Quando um cristã vive em maneira evidente o Evangelho de Jesus suscitando a admiração e devoção do povo a Igreja inicia um processo para reconhecer e discernir os critérios que caracterizam a vida dele. Canonização é o termo usado pela Igreja católica para o processo em que se proclama uma pessoa como santa. Trata-se de um processo que inclui diversas fases, que vão desde a investigação da vida do candidato a santo até a constatação de milagres realizados por sua intercessão.
Basicamente, é preciso solicitar a abertura da causa, nomear um responsável para acompanhar o processo, investigar a fama de santidade do candidato, comprovar um milagre realizado após a morte do candidato a santo, beatificar o candidato, comprovar um segundo milagre, desta vez realizado após a beatificação, para enfim proclamar o candidato santo, que é a canonização propriamente dita.

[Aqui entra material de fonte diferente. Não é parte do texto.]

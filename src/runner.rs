use std::collections::HashMap;
use std::fs;
use std::path::Path;
use std::process::Stdio;
use std::time::Duration;

use anyhow::{Context, Result, bail};
use tokio::time::timeout;

/// Name of the structured report the executor leaves in the workspace.
pub const REPORT_FILE: &str = "report.jsonl";
/// Combined stdout/stderr of the suite run, kept next to the report.
const OUTPUT_FILE: &str = "suite_output.txt";

/// How one suite execution ended. A non-zero exit is a normal result, not an
/// error: the suite reports failures through the report log.
#[derive(Debug)]
pub struct SuiteRun {
    /// Raw exit status of the executor; -1 when killed by a signal or by
    /// the wall-clock limit.
    pub exit_code: i32,
    pub timed_out: bool,
}

#[derive(Debug)]
pub struct ExecutorConfig {
    pub command: Vec<String>,
    pub timeout: Duration,
}

/// Runs the configured test command with the workspace as its working
/// directory, continuing past failures and capturing the exit status.
pub async fn run_suite(
    config: &ExecutorConfig,
    workspace: &Path,
    tests_dir_name: &str,
    report_path: &Path,
) -> Result<SuiteRun> {
    let command = render_command(&config.command, tests_dir_name, report_path)?;
    let output_file = fs::File::create(workspace.join(OUTPUT_FILE))?;

    let mut cmd = tokio::process::Command::new(&command[0]);
    cmd.args(&command[1..])
        .stdout(Stdio::from(output_file.try_clone()?))
        .stderr(Stdio::from(output_file))
        .current_dir(workspace);

    let mut child = cmd
        .spawn()
        .with_context(|| format!("spawning test executor {}", command[0]))?;

    match timeout(config.timeout, child.wait()).await {
        Ok(status) => {
            let status = status?;
            log::debug!("Suite executor finished with {status}");
            Ok(SuiteRun {
                exit_code: status.code().unwrap_or(-1),
                timed_out: false,
            })
        }
        Err(_) => {
            if let Err(e) = child.kill().await {
                log::error!("Failed to kill timed-out suite executor: {e}");
            }
            log::warn!(
                "Suite execution exceeded {}s and was killed",
                config.timeout.as_secs()
            );
            Ok(SuiteRun {
                exit_code: -1,
                timed_out: true,
            })
        }
    }
}

/// Applies the %TESTS% / %REPORT% substitutions to the command template.
fn render_command(template: &[String], tests: &str, report: &Path) -> Result<Vec<String>> {
    if template.is_empty() {
        bail!("Empty executor command");
    }

    let report = report.to_string_lossy();
    let mut mapping = HashMap::<&str, &str>::new();
    mapping.insert("%TESTS%", tests);
    mapping.insert("%REPORT%", &report);

    Ok(template
        .iter()
        .map(|s| {
            let mut t = s.clone();
            for (k, v) in mapping.iter() {
                t = t.replace(k, v);
            }
            t
        })
        .collect())
}

#[cfg(test)]
mod tests {
    use super::*;
    use std::path::PathBuf;
    use tempfile::tempdir;

    #[test]
    fn test_render_command_substitutions() {
        let template = vec![
            "python3".to_string(),
            "-m".to_string(),
            "pytest".to_string(),
            "%TESTS%".to_string(),
            "--report-log=%REPORT%".to_string(),
        ];
        let rendered =
            render_command(&template, "tests", &PathBuf::from("/tmp/ws/report.jsonl")).unwrap();
        assert_eq!(rendered[3], "tests");
        assert_eq!(rendered[4], "--report-log=/tmp/ws/report.jsonl");
    }

    #[test]
    fn test_empty_command_is_rejected() {
        assert!(render_command(&[], "tests", Path::new("r.jsonl")).is_err());
    }

    #[tokio::test]
    async fn test_nonzero_exit_is_captured_not_raised() {
        let workspace = tempdir().unwrap();
        let config = ExecutorConfig {
            command: vec!["sh".to_string(), "-c".to_string(), "exit 3".to_string()],
            timeout: Duration::from_secs(5),
        };
        let run = run_suite(
            &config,
            workspace.path(),
            "tests",
            &workspace.path().join(REPORT_FILE),
        )
        .await
        .unwrap();
        assert_eq!(run.exit_code, 3);
        assert!(!run.timed_out);
    }

    #[tokio::test]
    async fn test_hung_executor_is_killed() {
        let workspace = tempdir().unwrap();
        let config = ExecutorConfig {
            command: vec!["sleep".to_string(), "30".to_string()],
            timeout: Duration::from_millis(100),
        };
        let run = run_suite(
            &config,
            workspace.path(),
            "tests",
            &workspace.path().join(REPORT_FILE),
        )
        .await
        .unwrap();
        assert!(run.timed_out);
        assert_eq!(run.exit_code, -1);
    }

    #[tokio::test]
    async fn test_executor_runs_in_workspace_and_output_is_kept() {
        let workspace = tempdir().unwrap();
        let config = ExecutorConfig {
            command: vec!["sh".to_string(), "-c".to_string(), "pwd".to_string()],
            timeout: Duration::from_secs(5),
        };
        run_suite(
            &config,
            workspace.path(),
            "tests",
            &workspace.path().join(REPORT_FILE),
        )
        .await
        .unwrap();
        let output = fs::read_to_string(workspace.path().join(OUTPUT_FILE)).unwrap();
        let cwd = PathBuf::from(output.trim());
        assert_eq!(
            cwd.canonicalize().unwrap(),
            workspace.path().canonicalize().unwrap()
        );
    }
}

A Igreja não “cria” um Santo, mas reconhece a santidade que Deus realizou nele e a propõe a modelo de vida crista para todos.
Em 15 de maio de 2022, o Papa Francisco canonizou 10 santos na Praça de São Pedro. Entre estes São Luigi Maria Palazzolo!

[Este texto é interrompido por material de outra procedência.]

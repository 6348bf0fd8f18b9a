//! SQLite backend
//!
//! rusqlite is blocking, so every call moves the connection onto tokio's
//! blocking pool and takes it back afterwards. Other environments' futures
//! keep running while a statement executes.

use crate::errors::{from_rusqlite, task_failed, Result};
use crate::ledger::{CREATE_LEDGER, INSERT_LEDGER_SQLITE, LEDGER_EXISTS_SQLITE, SELECT_LEDGER};
use async_trait::async_trait;
use migrant_core::errors::{ExError, ExErrorKind};
use migrant_core::{LedgerEntry, Session};
use rusqlite::Connection;

/// Open a SQLite database at the given path
pub fn open(path: &str) -> Result<Connection> {
    let conn = Connection::open(path).map_err(from_rusqlite)?;
    configure(&conn)?;
    Ok(conn)
}

/// Configure a connection the way migrations expect it
pub fn configure(conn: &Connection) -> Result<()> {
    conn.execute_batch("PRAGMA foreign_keys = ON;")
        .map_err(from_rusqlite)
}

/// Session over one SQLite connection
pub struct SqliteSession {
    conn: Option<Connection>,
    path: String,
}

impl SqliteSession {
    /// Open `path` on the blocking pool
    ///
    /// # Errors
    ///
    /// Returns an error if the file cannot be opened or configured.
    pub async fn open(path: &str) -> Result<Self> {
        let owned = path.to_string();
        let conn = tokio::task::spawn_blocking(move || open(&owned))
            .await
            .map_err(task_failed)??;
        tracing::debug!(path, "sqlite session opened");
        Ok(Self {
            conn: Some(conn),
            path: path.to_string(),
        })
    }

    /// Run `f` against the connection on the blocking pool
    async fn with_conn<T, F>(&mut self, f: F) -> Result<T>
    where
        F: FnOnce(&mut Connection) -> Result<T> + Send + 'static,
        T: Send + 'static,
    {
        let mut conn = self.conn.take().ok_or_else(|| {
            ExError::new(ExErrorKind::Internal)
                .with_op("sqlite")
                .with_message(format!("session for {} is no longer usable", self.path))
        })?;
        let (conn, result) = tokio::task::spawn_blocking(move || {
            let result = f(&mut conn);
            (conn, result)
        })
        .await
        .map_err(task_failed)?;
        self.conn = Some(conn);
        result
    }
}

#[async_trait]
impl Session for SqliteSession {
    async fn execute(&mut self, body: &str) -> Result<()> {
        let body = body.to_string();
        tracing::debug!(path = %self.path, bytes = body.len(), "executing migration body");
        self.with_conn(move |conn| conn.execute_batch(&body).map_err(from_rusqlite))
            .await
    }

    async fn has_ledger(&mut self) -> Result<bool> {
        self.with_conn(|conn| {
            conn.query_row(LEDGER_EXISTS_SQLITE, [], |row| row.get::<_, i64>(0))
                .map(|count| count > 0)
                .map_err(from_rusqlite)
        })
        .await
    }

    async fn ensure_ledger(&mut self) -> Result<()> {
        self.with_conn(|conn| conn.execute_batch(CREATE_LEDGER).map_err(from_rusqlite))
            .await
    }

    async fn ledger_entries(&mut self) -> Result<Vec<LedgerEntry>> {
        self.with_conn(|conn| {
            let mut stmt = conn.prepare(SELECT_LEDGER).map_err(from_rusqlite)?;
            let rows = stmt
                .query_map([], |row| {
                    Ok(LedgerEntry {
                        migration_id: row.get(0)?,
                        name: row.get(1)?,
                        checksum: row.get(2)?,
                        applied_at: row.get(3)?,
                    })
                })
                .map_err(from_rusqlite)?
                .collect::<std::result::Result<Vec<_>, _>>()
                .map_err(from_rusqlite)?;
            Ok(rows)
        })
        .await
    }

    async fn record(&mut self, entry: &LedgerEntry) -> Result<()> {
        let entry = entry.clone();
        self.with_conn(move |conn| {
            conn.execute(
                INSERT_LEDGER_SQLITE,
                rusqlite::params![
                    entry.migration_id,
                    entry.name,
                    entry.checksum,
                    entry.applied_at
                ],
            )
            .map(|_| ())
            .map_err(from_rusqlite)
        })
        .await
    }

    async fn close(self: Box<Self>) -> Result<()> {
        let SqliteSession { conn, path } = *self;
        tracing::debug!(path = %path, "sqlite session closed");
        match conn {
            Some(conn) => conn.close().map_err(|(_, err)| from_rusqlite(err)),
            None => Ok(()),
        }
    }
}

A Canonização foi um momento de grande alegria e emoção que despertou em toda a família Palazzoli um renovado entusiasmo e o desejo de viver cada vez mais e melhor o mandato carismático de “onde os outros não chegam”.

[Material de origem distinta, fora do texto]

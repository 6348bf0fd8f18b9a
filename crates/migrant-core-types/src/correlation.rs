//! Correlation types for run tracking
//!
//! A single `migrant apply` invocation gets one `RunId`. It is attached to the
//! run span so that log lines from concurrently processed environments can be
//! grouped back together, and it is echoed in the final report.

use serde::{Deserialize, Serialize};
use uuid::Uuid;

/// Unique identifier for one applier run
#[derive(Debug, Clone, PartialEq, Eq, Hash, Serialize, Deserialize)]
pub struct RunId(String);

impl RunId {
    /// Generate a new RunId using UUIDv7 (time-ordered)
    pub fn new() -> Self {
        Self(Uuid::now_v7().to_string())
    }

    /// Get the string representation
    pub fn as_str(&self) -> &str {
        &self.0
    }

    /// Create from an existing string (for deserialization)
    pub fn from_string(s: String) -> Self {
        Self(s)
    }
}

impl Default for RunId {
    fn default() -> Self {
        Self::new()
    }
}

impl std::fmt::Display for RunId {
    fn fmt(&self, f: &mut std::fmt::Formatter<'_>) -> std::fmt::Result {
        write!(f, "{}", self.0)
    }
}
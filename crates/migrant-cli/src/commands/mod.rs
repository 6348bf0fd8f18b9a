//! Subcommands
//!
//! Each command returns `Ok(true)` when everything it touched is healthy,
//! `Ok(false)` when an environment failed, and `Err` for input errors that
//! stopped it before any environment was contacted.

pub mod apply;
pub mod list;
pub mod status;

use clap::Args;
use migrant_core::MigrationPlan;
use migrant_store::Settings;
use std::path::PathBuf;

/// Where configuration and migration files come from
#[derive(Debug, Args)]
pub struct SourceArgs {
    /// Configuration file (defaults to ./migrant.toml when present)
    #[arg(long)]
    pub config: Option<PathBuf>,

    /// Migrations directory, overriding the configured one
    #[arg(long)]
    pub dir: Option<PathBuf>,
}

impl SourceArgs {
    pub fn settings(&self) -> anyhow::Result<Settings> {
        let mut settings = Settings::load(self.config.as_deref())?;
        if let Some(dir) = &self.dir {
            settings.migrations_dir = dir.clone();
        }
        Ok(settings)
    }
}

pub fn load_plan(settings: &Settings) -> anyhow::Result<MigrationPlan> {
    Ok(migrant_store::load_plan(&settings.migrations_dir)?)
}

pub fn print_json<T: serde::Serialize>(value: &T) -> anyhow::Result<()> {
    println!("{}", serde_json::to_string_pretty(value)?);
    Ok(())
}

Em nossa revista Charitas, foram recolhidos os acontecimentos ligados à
canonização, como num diário de viagem, que contou com a grande participação de quem se deixou contagiar pela alegria e entusiasmo pelo reconhecimento da
santidade de Padre Luís.
Font: Revista Charitas - Special Canonização - Ano LXXIV - Nº 2
Praça São Pedro
Domingo, 15 de maio de 2022
Acabamos de ouvir algumas das palavras que Jesus confia aos seus discípulos, antes de passar deste mundo para o Pai, manifestando nelas o que significa ser cristão: «Assim como Eu vos amei, amai-vos também vós uns aos outros» (Jo 13, 34). Este é o testamento que Cristo nos deixou, o critério fundamental para discernir se somos verdadeiramente seus discípulos ou não: o mandamento do amor. Detenhamo-nos sobre os dois elementos essenciais deste mandamento: o amor de Jesus por nós – assim como Eu vos amei – e o amor que Ele nos pede para vivermos – amai-vos também vós uns aos outros.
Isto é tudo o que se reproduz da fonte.